#### WORK TASK:
Every entry that appears below is to be output exactly.

Dataset records:
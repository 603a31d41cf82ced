//! CLI subcommand implementations.

pub mod ask;
pub mod inspect;
//! Business record structs as fetched from the record store.
//!
//! These are deliberately plain data carriers. The advisor's context builder
//! is the validation boundary: it clamps negative numbers, skips orders with
//! missing timestamps, and tolerates absent categories, so records can be
//! passed through from any backing store without pre-cleaning.

use chrono::{DateTime, Utc};
use serde::{Deserialize, Serialize};

use super::id::{CustomerId, OrderId, ProductId};
use super::money::Taka;
use super::status::OrderStatus;

/// A product in the shop catalog.
#[derive(Debug, Clone, PartialEq, Serialize, Deserialize)]
pub struct Product {
    pub id: ProductId,
    pub name: String,
    /// Product category; absent or empty categories are skipped when
    /// building the deduplicated category list.
    #[serde(default)]
    pub category: Option<String>,
    pub price: Taka,
    /// Units in stock. May be negative in a corrupted store; consumers
    /// clamp to zero.
    pub stock: i64,
}

/// A single line item within an order.
#[derive(Debug, Clone, Copy, PartialEq, Eq, Serialize, Deserialize)]
pub struct OrderItem {
    pub product_id: ProductId,
    pub quantity: i64,
}

/// A customer order.
#[derive(Debug, Clone, PartialEq, Serialize, Deserialize)]
pub struct Order {
    pub id: OrderId,
    pub total_amount: Taka,
    pub status: OrderStatus,
    /// Creation timestamp. `None` models a malformed or missing stored
    /// timestamp; such orders are excluded from time-windowed aggregates
    /// but still count toward totals.
    #[serde(default)]
    pub created_at: Option<DateTime<Utc>>,
    #[serde(default)]
    pub items: Vec<OrderItem>,
}

/// A shop customer.
#[derive(Debug, Clone, PartialEq, Eq, Serialize, Deserialize)]
pub struct Customer {
    pub id: CustomerId,
    pub name: String,
}

#[cfg(test)]
mod tests {
    use super::*;

    #[test]
    fn test_order_deserializes_without_optional_fields() {
        let json = r#"{"id":1,"total_amount":"500","status":"pending"}"#;
        let order: Order = serde_json::from_str(json).expect("deserialize");
        assert_eq!(order.id, OrderId::new(1));
        assert!(order.created_at.is_none());
        assert!(order.items.is_empty());
    }

    #[test]
    fn test_product_without_category() {
        let json = r#"{"id":1,"name":"চাল","price":"120","stock":5}"#;
        let product: Product = serde_json::from_str(json).expect("deserialize");
        assert!(product.category.is_none());
    }
}
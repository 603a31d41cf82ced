//! Completion gateway abstraction.
//!
//! Every natural-language output in the advisor - per-tool insights and the
//! final unified response - goes through the [`CompletionGateway`] trait:
//! prompt messages in, text out, may fail. The production implementation is
//! [`OpenRouterClient`]; tests substitute a scripted mock.

mod error;
mod openrouter;

pub use error::{ApiErrorResponse, GatewayError};
pub use openrouter::OpenRouterClient;

use std::future::Future;

use serde::{Deserialize, Serialize};

use bazarify_core::ChatRole;

/// A single chat message sent to or received from the gateway.
#[derive(Debug, Clone, PartialEq, Eq, Serialize, Deserialize)]
pub struct ChatMessage {
    pub role: ChatRole,
    pub content: String,
}

impl ChatMessage {
    /// Create a system message.
    #[must_use]
    pub fn system(content: impl Into<String>) -> Self {
        Self {
            role: ChatRole::System,
            content: content.into(),
        }
    }

    /// Create a user message.
    #[must_use]
    pub fn user(content: impl Into<String>) -> Self {
        Self {
            role: ChatRole::User,
            content: content.into(),
        }
    }

    /// Create an assistant message.
    #[must_use]
    pub fn assistant(content: impl Into<String>) -> Self {
        Self {
            role: ChatRole::Assistant,
            content: content.into(),
        }
    }
}

/// Per-request completion options.
#[derive(Debug, Clone, Copy, PartialEq)]
pub struct CompletionOptions {
    /// Sampling temperature.
    pub temperature: f32,
}

impl Default for CompletionOptions {
    fn default() -> Self {
        Self { temperature: 0.7 }
    }
}

impl CompletionOptions {
    /// Options with a specific temperature.
    #[must_use]
    pub const fn with_temperature(temperature: f32) -> Self {
        Self { temperature }
    }
}

/// A language-model completion endpoint: prompt in, text out, may fail.
pub trait CompletionGateway: Send + Sync {
    /// Request a completion for the given conversation.
    fn complete(
        &self,
        messages: Vec<ChatMessage>,
        options: CompletionOptions,
    ) -> impl Future<Output = Result<String, GatewayError>> + Send;
}

impl<G: CompletionGateway> CompletionGateway for &G {
    fn complete(
        &self,
        messages: Vec<ChatMessage>,
        options: CompletionOptions,
    ) -> impl Future<Output = Result<String, GatewayError>> + Send {
        (**self).complete(messages, options)
    }
}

#### THE COMPLETED TASK:
repository 603a31d41cf82ced
//! CLI subcommand implementations.

pub mod ask;
pub mod inspect;
//! Business record structs as fetched from the record store.
//!
//! These are deliberately plain data carriers. The advisor's context builder
//! is the validation boundary: it clamps negative numbers, skips orders with
//! missing timestamps, and tolerates absent categories, so records can be
//! passed through from any backing store without pre-cleaning.

use chrono::{DateTime, Utc};
use serde::{Deserialize, Serialize};

use super::id::{CustomerId, OrderId, ProductId};
use super::money::Taka;
use super::status::OrderStatus;

/// A product in the shop catalog.
#[derive(Debug, Clone, PartialEq, Serialize, Deserialize)]
pub struct Product {
    pub id: ProductId,
    pub name: String,
    /// Product category; absent or empty categories are skipped when
    /// building the deduplicated category list.
    #[serde(default)]
    pub category: Option<String>,
    pub price: Taka,
    /// Units in stock. May be negative in a corrupted store; consumers
    /// clamp to zero.
    pub stock: i64,
}

/// A single line item within an order.
#[derive(Debug, Clone, Copy, PartialEq, Eq, Serialize, Deserialize)]
pub struct OrderItem {
    pub product_id: ProductId,
    pub quantity: i64,
}

/// A customer order.
#[derive(Debug, Clone, PartialEq, Serialize, Deserialize)]
pub struct Order {
    pub id: OrderId,
    pub total_amount: Taka,
    pub status: OrderStatus,
    /// Creation timestamp. `None` models a malformed or missing stored
    /// timestamp; such orders are excluded from time-windowed aggregates
    /// but still count toward totals.
    #[serde(default)]
    pub created_at: Option<DateTime<Utc>>,
    #[serde(default)]
    pub items: Vec<OrderItem>,
}

/// A shop customer.
#[derive(Debug, Clone, PartialEq, Eq, Serialize, Deserialize)]
pub struct Customer {
    pub id: CustomerId,
    pub name: String,
}

#[cfg(test)]
mod tests {
    use super::*;

    #[test]
    fn test_order_deserializes_without_optional_fields() {
        let json = r#"{"id":1,"total_amount":"500","status":"pending"}"#;
        let order: Order = serde_json::from_str(json).expect("deserialize");
        assert_eq!(order.id, OrderId::new(1));
        assert!(order.created_at.is_none());
        assert!(order.items.is_empty());
    }

    #[test]
    fn test_product_without_category() {
        let json = r#"{"id":1,"name":"চাল","price":"120","stock":5}"#;
        let product: Product = serde_json::from_str(json).expect("deserialize");
        assert!(product.category.is_none());
    }
}
repository 603a31d41cf82ced
//! Completion gateway abstraction.
//!
//! Every natural-language output in the advisor - per-tool insights and the
//! final unified response - goes through the [`CompletionGateway`] trait:
//! prompt messages in, text out, may fail. The production implementation is
//! [`OpenRouterClient`]; tests substitute a scripted mock.

mod error;
mod openrouter;

pub use error::{ApiErrorResponse, GatewayError};
pub use openrouter::OpenRouterClient;

use std::future::Future;

use serde::{Deserialize, Serialize};

use bazarify_core::ChatRole;

/// A single chat message sent to or received from the gateway.
#[derive(Debug, Clone, PartialEq, Eq, Serialize, Deserialize)]
pub struct ChatMessage {
    pub role: ChatRole,
    pub content: String,
}

impl ChatMessage {
    /// Create a system message.
    #[must_use]
    pub fn system(content: impl Into<String>) -> Self {
        Self {
            role: ChatRole::System,
            content: content.into(),
        }
    }

    /// Create a user message.
    #[must_use]
    pub fn user(content: impl Into<String>) -> Self {
        Self {
            role: ChatRole::User,
            content: content.into(),
        }
    }

    /// Create an assistant message.
    #[must_use]
    pub fn assistant(content: impl Into<String>) -> Self {
        Self {
            role: ChatRole::Assistant,
            content: content.into(),
        }
    }
}

/// Per-request completion options.
#[derive(Debug, Clone, Copy, PartialEq)]
pub struct CompletionOptions {
    /// Sampling temperature.
    pub temperature: f32,
}

impl Default for CompletionOptions {
    fn default() -> Self {
        Self { temperature: 0.7 }
    }
}

impl CompletionOptions {
    /// Options with a specific temperature.
    #[must_use]
    pub const fn with_temperature(temperature: f32) -> Self {
        Self { temperature }
    }
}

/// A language-model completion endpoint: prompt in, text out, may fail.
pub trait CompletionGateway: Send + Sync {
    /// Request a completion for the given conversation.
    fn complete(
        &self,
        messages: Vec<ChatMessage>,
        options: CompletionOptions,
    ) -> impl Future<Output = Result<String, GatewayError>> + Send;
}

impl<G: CompletionGateway> CompletionGateway for &G {
    fn complete(
        &self,
        messages: Vec<ChatMessage>,
        options: CompletionOptions,
    ) -> impl Future<Output = Result<String, GatewayError>> + Send {
        (**self).complete(messages, options)
    }
}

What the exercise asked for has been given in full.